Le blond fils de l’Allemagne, repoussé sur ce point, n’est pas homme à se tenir pour battu, et il est probable qu’il va frapper à la porte des hôpitaux ; mais, là encore, il va se trouver en face d’obstacles pour lui infranchissables. Il faut être docteur d’une Faculté française ; de plus, on doit passer par un chemin terriblement escarpé qui s’appelle : LE CONCOURS.


Les savants qui font la queue pour un fauteuil académique, peuvent être classés en plusieurs catégories.

Ici, j’ouvre une grande parenthèse pour examiner un peu la signification du mot SAVANT : D’après le dictionnaire, ce mot signifie qui a beaucoup de science ; je cherche le mot SCIENCE, et je trouve : connaissance d’une chose ; de sorte qu’un homme qui a des connaissances quelconques, même de mauvaises connaissances, peut se flatter d’être un savant. Ainsi, un cordonnier ambulant qui restaure une empeigne avec art, ou pose adroitement un béquet, a le droit de se dire un savant ; il peut même supprimer savetier, qui devrait se lier intimement à cette qualification. L’épicier qui connaît à fond l’art des falsifications et des sophistications, est un savant épicier, à moins qu’il ne s’intitule un savant chimiste. L’escamoteur, qui pulvérise votre montre dans un mortier et vous la rend ensuite parfaitement réglée, qui fait sortir de votre chapeau tout un parterre de fleurs, est un savant physicien. Ah ! mon Dieu, oui ! il faut que MM. Pouillet, Desprets et Gavarret en prennent leur parti, les Robert-Houdin sont maintenant des physiciens ; seulement, ils appellent leur physique amusante, pour la distinguer de l’autre qui, paraîtrait-il, est fort peu récréative. Il faut convenir cependant que ces savants-là ne manifestent, en général, aucune ambition académique.

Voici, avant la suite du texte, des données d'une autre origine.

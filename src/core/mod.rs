//! Shared result model: statuses, execution results, tests, errors and cancellation

pub mod cancel;
pub mod error;
pub mod result;
pub mod status;
pub mod testcase;
pub mod utils;

pub use cancel::{cancel_pair, CancelHandle, CancelToken};
pub use error::JudgeError;
pub use result::ExecutionResult;
pub use status::Status;
pub use testcase::{GroupId, TestCase, EXAMPLE_GROUP};
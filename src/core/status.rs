use serde::{Deserialize, Serialize};
use std::fmt;
use std::str::FromStr;

/// Outcome of running one solution on one test
#[derive(Debug, Clone, Copy, PartialEq, Eq, Hash, Serialize, Deserialize, Default)]
pub enum Status {
    /// Not finished yet (never persisted)
    #[default]
    #[serde(rename = "PENDING")]
    Pending,
    #[serde(rename = "CE")]
    CompilationError,
    /// Forbidden operation intercepted by the sandbox
    #[serde(rename = "RV")]
    RuleViolation,
    #[serde(rename = "TL", alias = "TLE")]
    TimeLimitExceeded,
    #[serde(rename = "ML", alias = "MLE")]
    MemoryLimitExceeded,
    #[serde(rename = "RE")]
    RuntimeError,
    #[serde(rename = "WA")]
    WrongAnswer,
    #[serde(rename = "OK")]
    Accepted,
}

impl Status {
    /// Position in the "worst status wins" order: CE > RV > TL > ML > RE > WA > OK > PENDING
    pub fn severity(self) -> u8 {
        match self {
            Status::Pending => 0,
            Status::Accepted => 1,
            Status::WrongAnswer => 2,
            Status::RuntimeError => 3,
            Status::MemoryLimitExceeded => 4,
            Status::TimeLimitExceeded => 5,
            Status::RuleViolation => 6,
            Status::CompilationError => 7,
        }
    }

    /// The worse of two statuses
    pub fn worst(self, other: Status) -> Status {
        if other.severity() > self.severity() {
            other
        } else {
            self
        }
    }

    /// Fold a set of statuses with the worst-status rule. Empty input is `Pending`.
    pub fn worst_of(statuses: impl IntoIterator<Item = Status>) -> Status {
        statuses
            .into_iter()
            .fold(Status::Pending, |acc, status| acc.worst(status))
    }

    pub fn is_ok(self) -> bool {
        self == Status::Accepted
    }

    pub fn is_pending(self) -> bool {
        self == Status::Pending
    }

    /// Short code used in tables and config files
    pub fn code(self) -> &'static str {
        match self {
            Status::Pending => "PENDING",
            Status::CompilationError => "CE",
            Status::RuleViolation => "RV",
            Status::TimeLimitExceeded => "TL",
            Status::MemoryLimitExceeded => "ML",
            Status::RuntimeError => "RE",
            Status::WrongAnswer => "WA",
            Status::Accepted => "OK",
        }
    }
}

impl fmt::Display for Status {
    fn fmt(&self, f: &mut fmt::Formatter<'_>) -> fmt::Result {
        write!(f, "{}", self.code())
    }
}

impl FromStr for Status {
    type Err = String;

    fn from_str(s: &str) -> Result<Self, Self::Err> {
        match s.trim() {
            "PENDING" => Ok(Status::Pending),
            "CE" => Ok(Status::CompilationError),
            "RV" => Ok(Status::RuleViolation),
            "TL" | "TLE" => Ok(Status::TimeLimitExceeded),
            "ML" | "MLE" => Ok(Status::MemoryLimitExceeded),
            "RE" => Ok(Status::RuntimeError),
            "WA" => Ok(Status::WrongAnswer),
            "OK" => Ok(Status::Accepted),
            other => Err(format!("Unknown status: {}", other)),
        }
    }
}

Comme on le voit, le mot SAVANT est élastique dans ses applications. Je dois ajouter que, de plus, il ne jouit pas d’un sens absolu, et qu’en sa qualité d’adjectif, il tire toute sa valeur de la comparaison. Par exemple, si je compare M. Valenciennes avec un lourd Auvergnat arrivant de Saint-Flour, où il n’a jamais appris même à lire, évidemment M. Valenciennes sera un savant, même transcendant, et l’Auvergnat, un âne bâté, un crétin, propre uniquement à rétamer les casseroles et à raccommoder la faïence. Mais si je compare M. Valenciennes à Cuvier, il est évident que cette fois, c’est Cuvier qui sera le savant.